I’m housebound until FedEx brings my big package today because they require a signature for delivery. This means no Snapple tea for a while. I might as well go back to work on my project of the bridge on my Fender bass. During the wee hours this morning I listened to Stravinsky and Borodin on an old CD my mother gave me for Christmas when I was 22 years old. It was absolutely beautiful. The “Polovetsian Dances” was exquisite, and the clarinet lead always reminds me of how my mother played the same instrument in her school band. Of course the booming bass drum is like me playing in the percussion section in my youth… It isn’t raining right now, but it feels rather cold inside the house, and the sky appears bleak and indifferent. Cold white and lavender clouds shimmer over the roofline.

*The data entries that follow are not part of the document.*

//! `"Type"` / `"Type:subtype"` marker patterns.

use serde_json::Value;

use super::DelimiterError;
use crate::markers::ParsedMarker;

/// Subtype checks, tried in order; the first hit wins
const SUBTYPE_CHECKS: &[fn(&ParsedMarker, &str) -> bool] = &[
    payload_type_equals,
    event_type_equals,
    name_contains,
    payload_name_contains,
];

/// Parsed start or end pattern
#[derive(Debug, Clone, PartialEq, Eq)]
pub struct MarkerPattern {
    /// Marker type or name, compared case-insensitively
    pub kind: String,
    /// Optional refinement, lowercased
    pub subtype: Option<String>,
}

impl MarkerPattern {
    pub fn parse(pattern: &str) -> Result<Self, DelimiterError> {
        let (kind, subtype) = match pattern.split_once(':') {
            Some((kind, subtype)) => (kind.trim(), Some(subtype.trim())),
            None => (pattern.trim(), None),
        };
        if kind.is_empty() {
            return Err(DelimiterError::InvalidPattern(pattern.to_string()));
        }

        Ok(Self {
            kind: kind.to_string(),
            subtype: subtype
                .filter(|s| !s.is_empty())
                .map(str::to_lowercase),
        })
    }

    pub fn matches(&self, marker: &ParsedMarker) -> bool {
        let kind_matches = marker.marker_type.eq_ignore_ascii_case(&self.kind)
            || marker.name.eq_ignore_ascii_case(&self.kind);
        if !kind_matches {
            return false;
        }

        match &self.subtype {
            None => true,
            Some(subtype) => SUBTYPE_CHECKS.iter().any(|check| check(marker, subtype)),
        }
    }
}

fn payload_field_lowercase(marker: &ParsedMarker, key: &str) -> Option<String> {
    marker
        .data
        .get(key)
        .and_then(Value::as_str)
        .map(str::to_lowercase)
}

fn payload_type_equals(marker: &ParsedMarker, subtype: &str) -> bool {
    payload_field_lowercase(marker, "type").is_some_and(|v| v == subtype)
}

fn event_type_equals(marker: &ParsedMarker, subtype: &str) -> bool {
    payload_field_lowercase(marker, "eventType").is_some_and(|v| v == subtype)
}

fn name_contains(marker: &ParsedMarker, subtype: &str) -> bool {
    marker.name.to_lowercase().contains(subtype)
}

fn payload_name_contains(marker: &ParsedMarker, subtype: &str) -> bool {
    payload_field_lowercase(marker, "name").is_some_and(|v| v.contains(subtype))
}

#[cfg(test)]
mod tests {
    use super::*;
    use crate::model::test_support::{marker, with_data};
    use serde_json::json;

    #[test]
    fn test_parse() {
        let pattern = MarkerPattern::parse("DOMEvent:Click").unwrap();
        assert_eq!(pattern.kind, "DOMEvent");
        assert_eq!(pattern.subtype.as_deref(), Some("click"));

        let pattern = MarkerPattern::parse(" Paint ").unwrap();
        assert_eq!(pattern.kind, "Paint");
        assert_eq!(pattern.subtype, None);

        assert_eq!(MarkerPattern::parse("Paint:").unwrap().subtype, None);
    }

    #[test]
    fn test_empty_type_is_invalid() {
        assert_eq!(
            MarkerPattern::parse(":click"),
            Err(DelimiterError::InvalidPattern(":click".to_string()))
        );
        assert!(MarkerPattern::parse("").is_err());
    }

    #[test]
    fn test_kind_is_case_insensitive_on_type_or_name() {
        let m = with_data(marker("Reflow", "Layout", 0.0, 1.0), json!({"type": "Styles"}));
        assert!(MarkerPattern::parse("styles").unwrap().matches(&m));
        assert!(MarkerPattern::parse("REFLOW").unwrap().matches(&m));
        assert!(!MarkerPattern::parse("Paint").unwrap().matches(&m));
    }

    #[test]
    fn test_subtype_candidates() {
        let click = with_data(
            marker("DOMEvent", "DOM", 0.0, 1.0),
            json!({"type": "DOMEvent", "eventType": "click"}),
        );
        assert!(MarkerPattern::parse("DOMEvent:click").unwrap().matches(&click));
        assert!(!MarkerPattern::parse("DOMEvent:hover").unwrap().matches(&click));

        let timing = with_data(
            marker("UserTiming", "UserTiming", 0.0, 1.0),
            json!({"name": "app-render-start"}),
        );
        assert!(MarkerPattern::parse("UserTiming:render").unwrap().matches(&timing));

        let named = marker("Load 12: https://example.com", "Network", 0.0, 1.0);
        let pattern = MarkerPattern {
            kind: "Load 12: https://example.com".to_string(),
            subtype: Some("example".to_string()),
        };
        assert!(pattern.matches(&named));
    }
}
//! Browser Trace Studio library
//!
//! Analysis engine for sampled browser performance profiles: call trees,
//! bottleneck diagnostics, thread contention, parallel scaling and operation
//! timing between delimiter markers.

pub mod aggregator;
pub mod commands;
pub mod delimiter;
pub mod diagnostics;
pub mod markers;
pub mod model;
pub mod output;
pub mod utils;
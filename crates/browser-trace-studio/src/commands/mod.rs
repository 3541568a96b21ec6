//! CLI command implementations.
//!
//! Each command reads a profile, runs one analysis and reports the result
//! as colored text or a JSON envelope.

pub mod calltree;
pub mod diagnose;
mod emit;
pub mod measure;
pub mod models;
pub mod utils;

// Re-export main command functions
pub use calltree::execute_calltree;
pub use diagnose::{
    execute_bottlenecks, execute_compare_scaling, execute_contention, execute_scaling,
};
pub use emit::emit;
pub use measure::{execute_markers, execute_measure, execute_measure_index};
pub use models::{
    BottlenecksArgs, CallTreeArgs, CompareScalingArgs, MarkersArgs, MeasureArgs, MeasureIndexArgs,
    OutputFormat, OutputSettings, ReportEnvelope,
};
pub use utils::display_version;
//! Terminal renderings of call trees and delimiter markers.

use colored::*;

use crate::aggregator::CallTreeAnalysis;
use crate::delimiter::{DelimiterMarker, OperationMeasurement};

/// Width of the stack column in the hot path table
const STACK_COLUMN: usize = 48;

/// Width of a 100% bar in the call tree chart
const BAR_WIDTH: usize = 40;

/// Render a call tree analysis as function and hot path tables
pub fn render_call_tree(analysis: &CallTreeAnalysis) -> String {
    let mut lines = Vec::new();

    lines.push(format!(
        "\n📊 {}  ({}: {} samples, {:.1}ms)",
        "Call Tree".bold(),
        analysis.thread_name,
        analysis.total_samples,
        analysis.total_time_ms
    ));
    lines.push("---------------------------------------------------".to_string());

    if analysis.top_functions.is_empty() {
        lines.push("No samples could be attributed to a function.".dimmed().to_string());
        return lines.join("\n");
    }

    lines.push(format!(
        "  {:<40} {:>10} {:>7} {:>10} {:>7}",
        "FUNCTION", "SELF ms", "SELF%", "TOTAL ms", "TOTAL%"
    ));
    for f in &analysis.top_functions {
        lines.push(format!(
            "  {:<40} {:>10.1} {:>6.1}% {:>10.1} {:>6.1}%",
            f.name, f.self_time_ms, f.self_percent, f.running_time_ms, f.running_percent
        ));
    }

    if !analysis.hot_paths.is_empty() {
        lines.push(String::new());
        lines.push(format!("  🔥 {}", "HOT PATHS".bold()));
        for path in &analysis.hot_paths {
            let bar_len = ((path.percentage / 100.0) * BAR_WIDTH as f64).round() as usize;
            lines.push(format!(
                "  {:<width$} {} {:>5.1}%",
                shorten_path(&path.display(), STACK_COLUMN),
                "█".repeat(bar_len.min(BAR_WIDTH)).red(),
                path.percentage,
                width = STACK_COLUMN
            ));
        }
    }

    lines.join("\n")
}

/// Render the indexed delimiter marker list
pub fn render_delimiter_markers(markers: &[DelimiterMarker]) -> String {
    let mut lines = Vec::new();
    lines.push(format!(
        "\n📍 {} ({})",
        "Delimiter Markers".bold(),
        markers.len()
    ));
    lines.push("---------------------------------------------------".to_string());

    for m in markers {
        let detail = m
            .marker
            .payload_str("eventType")
            .or_else(|| m.marker.payload_str("name"))
            .map(|d| format!(" [{}]", d))
            .unwrap_or_default();
        lines.push(format!(
            "  {:>5}  {:>10.2}ms  {:>8.2}ms  {:<12} {}{}",
            m.index.to_string().cyan(),
            m.marker.start_time,
            m.marker.duration,
            m.marker.category,
            m.marker.marker_type,
            detail.dimmed()
        ));
    }

    lines.join("\n")
}

/// Render an operation measurement
pub fn render_measurement(measurement: &OperationMeasurement) -> String {
    let describe = |m: &DelimiterMarker| {
        format!(
            "#{} {} on {} @ {:.2}ms",
            m.index, m.marker.name, m.marker.thread_name, m.marker.start_time
        )
    };

    format!(
        "\n⏱️  {}\n  start: {}\n  end:   {}\n  {} {}\n",
        "Operation Measurement".bold(),
        describe(&measurement.start_marker),
        describe(&measurement.end_marker),
        "duration:".bold(),
        format!("{:.2}ms", measurement.duration_ms).green().bold()
    )
}

/// Keep the leaf end of a long path
fn shorten_path(path: &str, max_len: usize) -> String {
    let len = path.chars().count();
    if len <= max_len {
        return path.to_string();
    }
    let tail: String = path.chars().skip(len - (max_len - 3)).collect();
    format!("...{}", tail)
}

Nine fifty five. I think I’m done tinkering with the bridge. I fixed the whine from the G saddle and adjusted the intonation to near perfection. Almost ready to rock and roll.

Four o’clock. The bass amplifier came at 2:22pm. Aesop behaved terribly, but I couldn’t do anything about that. I plugged it in and played with it right away. Sounds pretty good. I don’t know what my obsession with the Omega bridge is since yesterday. I don’t even remember what year I bought it for sure, but I think it was the fall of 2016, when Kate was still my friend. Maybe it’s a symbol of something political for me, a sign of hope for the future of the whole world. I wish the world could unite once again, and I’m hopeful that it will do so. Anyway, the bridge works quite well on my favorite Fender bass. Another way of looking at it is that it’s symbolic of recovery and perseverance. The bridge is a piece of metal that has survived addiction and still carries on, strong and fearless. The tone it creates has incredible muscle. A house can burn to the ground, yet the cornerstone endures, a gold plated hunk of zinc called the Omega bass bridge.

Five o’clock. After playing with the new amp a bit, I ambled to the store for my Snapple tea and a sandwich. Deb was the sole cashier this afternoon. Her birthday was on New Year’s Eve. The other day I reviewed the birthdate of Edgar Allan Poe: January 19, 1809. And Paul Bowles was another Capricorn. I get an eerie sensation from astrology, but it’s only a weakness of mine. Once I thought about buying myself a garnet ring or pendant, just as a token of my identity. Something to outlast the incarnate existence of myself. Still I know that sand is the residue of all stones… and the prime material of new ones.